:: EXERCISE DESCRIPTION ::
Among the lines below, which ones contain the word "OpenAiChatModel"? Copy every such line.

[STUDY MATERIAL Boundary: Start]

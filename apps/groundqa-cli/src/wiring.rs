//! Builds the concrete pipeline components from settings.

use std::path::Path;
use std::sync::Arc;

use groundqa_answer::{BaselineAnswerer, GroundedAnswerer};
use groundqa_core::config::Settings;
use groundqa_core::traits::{Embedder, FragmentRetriever, LanguageModel};
use groundqa_embed::get_default_embedder;
use groundqa_llm::OpenAiChatModel;
use groundqa_vector::LanceRetriever;

pub fn embedder(settings: &Settings) -> Arc<dyn Embedder> {
    Arc::from(get_default_embedder(&settings.model))
}

pub fn retriever(settings: &Settings, base: &Path, embedder: Arc<dyn Embedder>) -> Arc<dyn FragmentRetriever> {
    Arc::new(LanceRetriever::new(
        settings.data.lancedb_dir(base),
        &settings.data.table,
        embedder,
        settings.retrieval.clone(),
    ))
}

pub fn chat_model(settings: &Settings) -> Arc<dyn LanguageModel> {
    Arc::new(OpenAiChatModel::new(&settings.model))
}

pub fn grounded(settings: &Settings, retriever: Arc<dyn FragmentRetriever>, model: Arc<dyn LanguageModel>) -> GroundedAnswerer {
    GroundedAnswerer::new(retriever, model, settings.retrieval.min_docs, settings.answer.clone())
}

pub fn baseline(settings: &Settings, model: Arc<dyn LanguageModel>) -> BaselineAnswerer {
    BaselineAnswerer::new(model, settings.answer.clone())
}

[STUDY MATERIAL Boundary: End]

:: RESPONSE ::
use groundqa_llm::OpenAiChatModel;
    Arc::new(OpenAiChatModel::new(&settings.model))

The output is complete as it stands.